**What you should do:** Note each line in the data holding the string "EventRef" and report it.

**Dataset entries:**
★ ★ ★ ★ ★ ★ ★

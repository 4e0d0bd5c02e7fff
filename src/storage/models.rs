use anyhow::Context;
use chrono::{DateTime, Utc};
use serde::{Deserialize, Serialize};
use sqlx::FromRow;
use uuid::Uuid;

use crate::domain::{Bet, BetMarket, BetResult, EventRef, Odds, OddsFormat};

/// Row model for the `bets` table.
///
/// The market is stored as the tagged JSON of [`BetMarket`]; odds as canonical decimal plus
/// the entered format and text.
#[derive(Debug, Clone, Serialize, Deserialize, FromRow)]
pub struct BetRow {
    pub id: Uuid,
    pub parent_id: Option<Uuid>,
    pub event_id: Option<String>,
    pub league: Option<String>,
    pub home_team: Option<String>,
    pub away_team: Option<String>,
    pub starts_at: DateTime<Utc>,
    pub market: serde_json::Value,
    pub odds_decimal: f64,
    pub odds_format: String,
    pub odds_entered: String,
    pub result: String,
    pub void_reason: Option<String>,
    pub locked: bool,
}

impl TryFrom<BetRow> for Bet {
    type Error = anyhow::Error;

    fn try_from(row: BetRow) -> anyhow::Result<Self> {
        let market: BetMarket = serde_json::from_value(row.market)
            .with_context(|| format!("bet {} has an unreadable market", row.id))?;
        let format: OddsFormat = row.odds_format.parse().map_err(anyhow::Error::msg)?;
        // The entered text is authoritative; fall back to the stored decimal for rows
        // written before entry formats were kept.
        let odds = Odds::parse(format, &row.odds_entered)
            .or_else(|_| Odds::from_decimal(row.odds_decimal))
            .with_context(|| format!("bet {} has unreadable odds", row.id))?;
        let result: BetResult = row.result.parse().map_err(anyhow::Error::msg)?;

        let event = EventRef {
            event_id: row.event_id,
            league: row.league,
            home_team: row.home_team,
            away_team: row.away_team,
            starts_at: row.starts_at,
        };

        let mut bet = Bet::new(row.id, event, market, odds);
        bet.locked = row.locked;
        bet.parent_id = row.parent_id;
        if result.is_terminal() {
            bet.settle(result, row.void_reason)?;
        }
        Ok(bet)
    }
}
#[cfg(test)]
mod tests {
    use std::collections::BTreeMap;

    use super::*;
    use crate::client::MockEventProvider;
    use crate::domain::{BetType, OddsFormat, Player, PropDirection, Team, TeamNames};
    use crate::gateway::MemoryEventCache;
    use crate::resolver::ContainmentResolver;
    use crate::utils::time::FixedClock;

    fn ts(s: &str) -> DateTime<Utc> {
        DateTime::parse_from_rfc3339(s).unwrap().with_timezone(&Utc)
    }

    fn team(long: &str, short: &str) -> Team {
        Team {
            id: None,
            names: TeamNames {
                long: Some(long.to_string()),
                medium: None,
                short: Some(short.to_string()),
            },
            score: None,
        }
    }

    fn odd(id: &str, bet_type: BetType, side: OddSide, price: f64, line: Option<f64>) -> Odd {
        Odd {
            id: id.to_string(),
            bet_type,
            period: "game".to_string(),
            side,
            player_id: None,
            stat_id: "points".to_string(),
            stat_entity: None,
            market_name: None,
            book_price: Some(price),
            fair_price: None,
            book_line: line,
            fair_line: None,
            bookmakers: BTreeMap::new(),
        }
    }

    fn player_odd(id: &str, bet_type: BetType, stat: &str, side: OddSide, price: f64, line: Option<f64>) -> Odd {
        let mut o = odd(id, bet_type, side, price, line);
        o.player_id = Some("JAYSON_TATUM_1_NBA".to_string());
        o.stat_id = stat.to_string();
        o
    }

    fn event() -> Event {
        let mut ev = Event {
            id: "EVT1".to_string(),
            league: Some("NBA".to_string()),
            starts_at: Some(ts("2024-01-01T19:00:00Z")),
            home: team("Boston Celtics", "BOS"),
            away: team("New York Knicks", "NYK"),
            odds: vec![
                odd("ml-away", BetType::Moneyline, OddSide::Away, 130.0, None),
                odd("ml-home", BetType::Moneyline, OddSide::Home, -150.0, None),
                odd("ou-over", BetType::OverUnder, OddSide::Over, -110.0, Some(210.5)),
                odd("ou-under", BetType::OverUnder, OddSide::Under, -110.0, Some(210.5)),
                odd("sp-away", BetType::Spread, OddSide::Away, -110.0, Some(3.5)),
                odd("sp-home", BetType::Spread, OddSide::Home, -110.0, Some(-3.5)),
                player_odd("tatum-dd-yes", BetType::YesNo, "double_double", OddSide::Yes, 150.0, None),
                player_odd("tatum-pts-over", BetType::OverUnder, "points", OddSide::Over, -115.0, Some(26.5)),
            ],
            ..Default::default()
        };
        ev.players.insert(
            "JAYSON_TATUM_1_NBA".to_string(),
            Player {
                id: "JAYSON_TATUM_1_NBA".to_string(),
                display_name: Some("Jayson Tatum".to_string()),
                ..Default::default()
            },
        );
        ev
    }

    fn event_ref() -> EventRef {
        EventRef {
            event_id: Some("EVT1".to_string()),
            league: Some("NBA".to_string()),
            home_team: Some("Celtics".to_string()),
            away_team: Some("Knicks".to_string()),
            starts_at: ts("2024-01-01T19:00:00Z"),
        }
    }

    fn validator_with(ev: Event, now: &str) -> Validator {
        let clock = Arc::new(FixedClock::new(ts(now)));
        let mut provider = MockEventProvider::new();
        provider
            .expect_event_by_id()
            .returning(move |_| Ok(Some(ev.clone())));
        let gateway = EventGateway::new(
            Arc::new(provider),
            Arc::new(MemoryEventCache::new(clock.clone())),
            Arc::new(ContainmentResolver),
        );
        Validator::new(Arc::new(gateway), clock, ValidationParams::default())
    }

    fn validator() -> Validator {
        validator_with(event(), "2024-01-01T12:00:00Z")
    }

    fn american(text: &str) -> Odds {
        Odds::parse(OddsFormat::American, text).unwrap()
    }

    fn prop(name: &str, stat: &str, direction: PropDirection, line: Option<f64>) -> PropSelection {
        PropSelection {
            player_name: name.to_string(),
            player_key: None,
            legacy_player_id: None,
            stat_type: stat.to_string(),
            direction,
            line,
        }
    }

    #[tokio::test]
    async fn moneyline_odds_within_tolerance() {
        let v = validator();
        assert!(v.validate_moneyline_bet(&event_ref(), "Celtics", &american("-150")).await.valid);
        assert!(v.validate_moneyline_bet(&event_ref(), "knicks", &american("+125")).await.valid);

        let res = v.validate_moneyline_bet(&event_ref(), "Celtics", &american("+100")).await;
        assert!(!res.valid);
        let msg = res.error.unwrap();
        assert!(msg.contains("2.00") && msg.contains("1.67"), "{msg}");
    }

    #[tokio::test]
    async fn rejects_after_start_by_clock_or_status() {
        let late = validator_with(event(), "2024-01-01T19:00:00Z");
        let res = late.validate_moneyline_bet(&event_ref(), "Celtics", &american("-150")).await;
        assert_eq!(res.error.as_deref(), Some("cannot create bet after game has started"));

        let mut live = event();
        live.status.live = true;
        let v = validator_with(live, "2024-01-01T12:00:00Z");
        let res = v.validate_moneyline_bet(&event_ref(), "Celtics", &american("-150")).await;
        assert_eq!(res.error.as_deref(), Some("cannot create bet after game has started"));
    }

    #[tokio::test]
    async fn spread_line_tolerance_boundary() {
        let v = validator();
        let odds = american("-110");
        let inside = -3.5 * (1.0 + 0.05 - 1e-9);
        assert!(v.validate_spread_bet(&event_ref(), "Celtics", inside, &odds).await.valid);

        let outside = -3.5 * 1.06;
        let res = v.validate_spread_bet(&event_ref(), "Celtics", outside, &odds).await;
        assert!(!res.valid);
        assert!(res.error.unwrap().contains("-3.5"));
    }

    #[tokio::test]
    async fn unmatched_selection_is_rejected() {
        let v = validator();
        let res = v.validate_spread_bet(&event_ref(), "Lakers", 3.5, &american("-110")).await;
        assert_eq!(
            res.error.as_deref(),
            Some("'Lakers' does not match either team in this event")
        );
    }

    #[tokio::test]
    async fn line_only_skips_odds() {
        let v = validator();
        assert!(v.validate_total_line_only(&event_ref(), OverUnder::Under, 210.5).await.valid);
        assert!(!v.validate_total_bet(&event_ref(), OverUnder::Under, 210.5, &american("+300")).await.valid);
    }

    #[tokio::test]
    async fn player_props() {
        let v = validator();
        let over = prop("Jayson Tatum", "Points", PropDirection::Over, Some(26.5));
        assert!(v.validate_player_prop_bet(&event_ref(), &over, &american("-115")).await.valid);

        let missing = prop("LeBron James", "Points", PropDirection::Over, Some(26.5));
        let res = v.validate_player_prop_bet(&event_ref(), &missing, &american("-115")).await;
        assert_eq!(res.error.as_deref(), Some("player 'LeBron James' was not found in this event"));

        let blank = prop("Jayson Tatum", " ", PropDirection::Over, Some(26.5));
        assert!(!v.validate_player_prop_line_only(&event_ref(), &blank).await.valid);

        // Over on a yes/no stat reads as Yes; no line comparison applies.
        let dd = prop("tatum", "Double Double", PropDirection::Over, None);
        assert!(v.validate_player_prop_bet(&event_ref(), &dd, &american("+150")).await.valid);
    }

    #[tokio::test]
    async fn parlay_checks_legs_and_product() {
        let v = validator();
        let leg = |market: BetMarket, odds: &str| BetRequest {
            event: event_ref(),
            market,
            odds: american(odds),
            legs: Vec::new(),
        };
        let legs = vec![
            leg(BetMarket::Moneyline { selection: "Celtics".to_string() }, "-150"),
            leg(
                BetMarket::Total {
                    direction: OverUnder::Over,
                    line: 210.5,
                },
                "-110",
            ),
        ];
        let product = parlay_decimal(&legs.iter().map(|l| l.odds.decimal()).collect::<Vec<_>>());
        let mut parlay = BetRequest {
            event: event_ref(),
            market: BetMarket::Parlay,
            odds: Odds::from_decimal(product).unwrap(),
            legs,
        };
        assert!(v.validate_bet(&parlay, ValidationMode::Full).await.valid);

        parlay.odds = Odds::from_decimal(product * 1.2).unwrap();
        assert!(!v.validate_bet(&parlay, ValidationMode::Full).await.valid);
        assert!(v.validate_bet(&parlay, ValidationMode::LineOnly).await.valid);

        parlay.legs[1].market = BetMarket::Total {
            direction: OverUnder::Over,
            line: 250.0,
        };
        let res = v.validate_bet(&parlay, ValidationMode::LineOnly).await;
        assert!(res.error.unwrap().starts_with("leg 2:"));

        parlay.legs.truncate(1);
        assert!(!v.validate_bet(&parlay, ValidationMode::LineOnly).await.valid);
    }

    #[tokio::test]
    async fn game_start_check() {
        let v = validator();
        let check = v.check_game_started("NBA", "EVT1", ts("2024-01-01T19:00:00Z")).await;
        assert!(!check.started);
        assert!(check.error.is_none());

        let mut finished = event();
        finished.status.finalized = true;
        let v = validator_with(finished, "2024-01-01T12:00:00Z");
        let check = v.check_game_started("NBA", "EVT1", ts("2024-01-01T19:00:00Z")).await;
        assert!(check.started);
        assert!(check.error.is_some());
    }

    #[test]
    fn parlay_tolerance() {
        assert!(parlay_odds_within_tolerance(3.0, &[2.0, 1.5], 0.05));
        assert!(parlay_odds_within_tolerance(3.1, &[2.0, 1.5], 0.05));
        assert!(!parlay_odds_within_tolerance(3.3, &[2.0, 1.5], 0.05));
        assert!(!parlay_odds_within_tolerance(3.0, &[], 0.05));
    }
}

★ ★ ★ ★ ★ ★ ★

**Finished exercise:**
use crate::domain::{Bet, BetMarket, BetResult, EventRef, Odds, OddsFormat};
        let event = EventRef {
    fn event_ref() -> EventRef {
        EventRef {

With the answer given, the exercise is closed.